Most volume types support the `intervalResolutionHint` parameter that
can impact the size of intervals returned duration iteration. These
include `amr`, `particle`, `structuredRegular`, `unstructured`, and
`vdb` volumes. In all cases a value of 1.0 yields the highest resolution
(smallest) intervals possible, while a value of 0.0 gives the lowest
resolution (largest) intervals. In general, smaller intervals will have
tighter bounds on value ranges, and more efficient space skipping
behavior than larger intervals, which can be beneficial for some
rendering methods.
For `structuredRegular`, `unstructured`, and `vdb` volumes, a value of
1.0 will enable elementary cell iteration, such that each interval spans
an individual voxel / cell intersection. Note that interval iteration
can be significantly slower in this case.

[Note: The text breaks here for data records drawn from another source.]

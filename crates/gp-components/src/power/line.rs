//! Transmission lines between buses.

use gp_core::InitialValue;
use nalgebra::DVector;

use crate::error::ComponentResult;
use crate::indices::IndexRange;
use crate::traits::Stateful;

/// A line with admittance `G + iB`. It has no states of its own; the buses
/// at both ends read its admittance when they compute their power.
#[derive(Debug, Clone)]
pub struct TransmissionLine {
    g: f64,
    b: f64,
    indices: IndexRange,
}

impl TransmissionLine {
    pub fn new(g: f64, b: f64) -> Self {
        Self {
            g,
            b,
            indices: IndexRange::new("state"),
        }
    }

    pub fn g(&self) -> f64 {
        self.g
    }

    pub fn b(&self) -> f64 {
        self.b
    }
}

impl Stateful for TransmissionLine {
    fn number_of_states(&self) -> usize {
        0
    }

    fn state_indices(&self) -> &IndexRange {
        &self.indices
    }

    fn state_indices_mut(&mut self) -> &mut IndexRange {
        &mut self.indices
    }

    fn set_initial_values(&self, _: &mut DVector<f64>, _: &InitialValue<2>) -> ComponentResult<()> {
        Ok(())
    }
}
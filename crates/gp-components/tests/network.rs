//! Whole-network checks: derivatives, assembly strategies, wiring errors and
//! a Newton solve.

use gp_components::{
    CompressorStation, ComponentError, ControlValve, GasNode, GasPowerConnection, GasPowerNet,
    InitialConditions, NetworkProblem, OupParameters, Pipe, PowerNode, ShortPipe, StochasticLoad,
    TransmissionLine,
};
use gp_core::{BoundaryValue, ControlValue, InitialValue, NodeId};
use gp_solver::jacobian::{assembled_jacobian, problem_difference_jacobian};
use gp_solver::{
    InPlaceHandler, MatrixHandler, NewtonConfig, NewtonSolver, Problem, SolveOptions, Timestep,
    TripletHandler,
};
use nalgebra::{DMatrix, DVector};

fn constant<const N: usize>(value: [f64; N]) -> BoundaryValue<N> {
    BoundaryValue::constant(value)
}

fn gas(net: &mut GasPowerNet, name: &str, node: GasNode) -> NodeId {
    net.new_node(name, node.into()).unwrap()
}

fn bus(net: &mut GasPowerNet, name: &str, node: PowerNode) -> NodeId {
    net.new_node(name, node.into()).unwrap()
}

/// Every component kind in one net.
///
/// ```text
/// source --pipe--> junction --valve--> mid --comp--> outlet
///                     |                 \--s2--> offtake
///                     c1
///                     v
///                  gasplant --l5-- load
///
///                   slack --l1-- load --l2-- plant --l3-- slack
///                                 \--l4-- noisy
/// ```
fn mixed_network() -> (NetworkProblem, InitialConditions) {
    let mut net = GasPowerNet::new();
    let source = gas(&mut net, "source", GasNode::source(constant([20.0])));
    let junction = gas(&mut net, "junction", GasNode::inner());
    let mid = gas(&mut net, "mid", GasNode::inner());
    let outlet = gas(&mut net, "outlet", GasNode::pressure_boundary(constant([58.0])));
    let offtake = gas(&mut net, "offtake", GasNode::constraint_sink(constant([3.0])));

    let slack = bus(&mut net, "slack", PowerNode::vphi(0.01, -0.02, constant([1.0, 0.0])));
    let gasplant = bus(
        &mut net,
        "gasplant",
        PowerNode::external_powerplant(0.0, 0.0, constant([1.01, 0.0])),
    );
    let load = bus(&mut net, "load", PowerNode::pq(0.0, 0.0, constant([-0.5, -0.2])));
    let plant = bus(
        &mut net,
        "plant",
        PowerNode::switched_powerplant(
            0.0,
            0.0,
            constant([1.02, 0.0]),
            constant([0.8, 1.02]),
            ControlValue::constant([1.0]),
        ),
    );
    let parameters = OupParameters {
        sigma_p: 0.1,
        theta_p: 0.5,
        sigma_q: 0.1,
        theta_q: 0.5,
        number_of_stochastic_steps: 10,
        stability_parameter: 1.0,
    };
    let noisy_load = StochasticLoad::new(constant([-0.3, -0.1]), parameters, 11).unwrap();
    let noisy = bus(&mut net, "noisy", PowerNode::stochastic_pq(0.0, 0.0, noisy_load));

    let pipe = Pipe::new(10_000.0, 0.5, 1e-5, 2_000.0).unwrap();
    net.make_edge_between("pipe", source, junction, pipe.into()).unwrap();
    net.make_edge_between(
        "valve",
        junction,
        mid,
        ControlValve::new(ControlValue::constant([1.5])).into(),
    )
    .unwrap();
    net.make_edge_between(
        "comp",
        mid,
        outlet,
        CompressorStation::new(ControlValue::constant([0.5])).into(),
    )
    .unwrap();
    net.make_edge_between("s2", mid, offtake, ShortPipe::new().into()).unwrap();
    net.make_edge_between("c1", junction, gasplant, GasPowerConnection::new(2.0, 1.5).into())
        .unwrap();
    for (name, a, b) in [
        ("l1", slack, load),
        ("l2", load, plant),
        ("l3", plant, slack),
        ("l4", load, noisy),
        ("l5", gasplant, load),
    ] {
        net.make_edge_between(name, a, b, TransmissionLine::new(1.0, -10.0).into())
            .unwrap();
    }

    let mut initial = InitialConditions::new();
    initial.insert(
        "pipe".into(),
        InitialValue::new([(0.0, [62.0, 20.0]), (10_000.0, [60.0, 19.0])]).unwrap(),
    );
    initial.insert("valve".into(), InitialValue::constant([60.0, 15.0]));
    initial.insert("comp".into(), InitialValue::constant([58.5, 12.0]));
    initial.insert("s2".into(), InitialValue::constant([58.5, 3.0]));
    initial.insert("c1".into(), InitialValue::constant([60.0, 4.0]));
    initial.insert("slack".into(), InitialValue::constant([1.0, 0.0]));
    initial.insert("gasplant".into(), InitialValue::constant([1.01, 0.0]));
    initial.insert("load".into(), InitialValue::constant([0.97, -0.03]));
    initial.insert("plant".into(), InitialValue::constant([1.02, 0.02]));
    initial.insert("noisy".into(), InitialValue::constant([0.96, -0.04]));

    (NetworkProblem::new(net).unwrap(), initial)
}

fn initial_state(problem: &NetworkProblem, initial: &InitialConditions) -> DVector<f64> {
    let mut state = DVector::zeros(problem.number_of_states());
    problem.set_initial_values(&mut state, initial).unwrap();
    state
}

/// A state away from the initial one, so no residual row is trivially zero.
fn perturbed(state: &DVector<f64>) -> DVector<f64> {
    DVector::from_iterator(
        state.len(),
        state
            .iter()
            .enumerate()
            .map(|(i, x)| x * (1.0 + 0.01 * ((i % 7) as f64 - 3.0) / 3.0)),
    )
}

fn assert_close(analytic: &DMatrix<f64>, numeric: &DMatrix<f64>, tolerance: f64) {
    assert_eq!(analytic.shape(), numeric.shape());
    for i in 0..analytic.nrows() {
        for j in 0..analytic.ncols() {
            let (a, n) = (analytic[(i, j)], numeric[(i, j)]);
            assert!(
                (a - n).abs() <= tolerance * (1.0 + a.abs()),
                "entry ({i}, {j}): analytic {a}, finite difference {n}"
            );
        }
    }
}

#[test]
fn state_count_adds_up() {
    let (problem, _) = mixed_network();
    // pipe 2 * 6, valve 4, compressor 4, short pipe 4, connection 2, five buses 2 each
    assert_eq!(problem.number_of_states(), 12 + 4 + 4 + 4 + 2 + 10);
    assert_eq!(problem.number_of_controls(), 2);
    assert_eq!(problem.number_of_constraints(), 1);
    assert_eq!(problem.number_of_switches(), 1);
}

#[test]
fn every_row_is_written() {
    let (mut problem, initial) = mixed_network();
    problem.prepare_timestep(0.0, 60.0).unwrap();
    let last = initial_state(&problem, &initial);
    let step = Timestep {
        last_time: 0.0,
        new_time: 60.0,
        last_state: &last,
    };
    let mut rootvalues = DVector::from_element(last.len(), f64::NAN);
    problem.evaluate(&mut rootvalues, &step, &perturbed(&last));
    assert!(rootvalues.iter().all(|r| r.is_finite()));
}

#[test]
fn network_jacobian_matches_finite_differences() {
    let (mut problem, initial) = mixed_network();
    problem.prepare_timestep(0.0, 60.0).unwrap();
    let last = initial_state(&problem, &initial);
    let new_state = perturbed(&last);
    let step = Timestep {
        last_time: 0.0,
        new_time: 60.0,
        last_state: &last,
    };

    let analytic = DMatrix::from(&assembled_jacobian(&problem, &step, &new_state));
    let numeric = problem_difference_jacobian(&problem, &step, &new_state, 1e-6);
    assert_close(&analytic, &numeric, 1e-4);
}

As with other objects, the interval iterator context must be committed
before being used.
To query an interval, a `VKLIntervalIterator` of scalar or vector width
must be initialized with `vklInitIntervalIterator`. Time value(s) may be
provided to specify the sampling time. These values must be between 0
and 1; for the vector versions, a `NULL` value indicates all times are
zero. For temporally constant volumes, the time values have no effect.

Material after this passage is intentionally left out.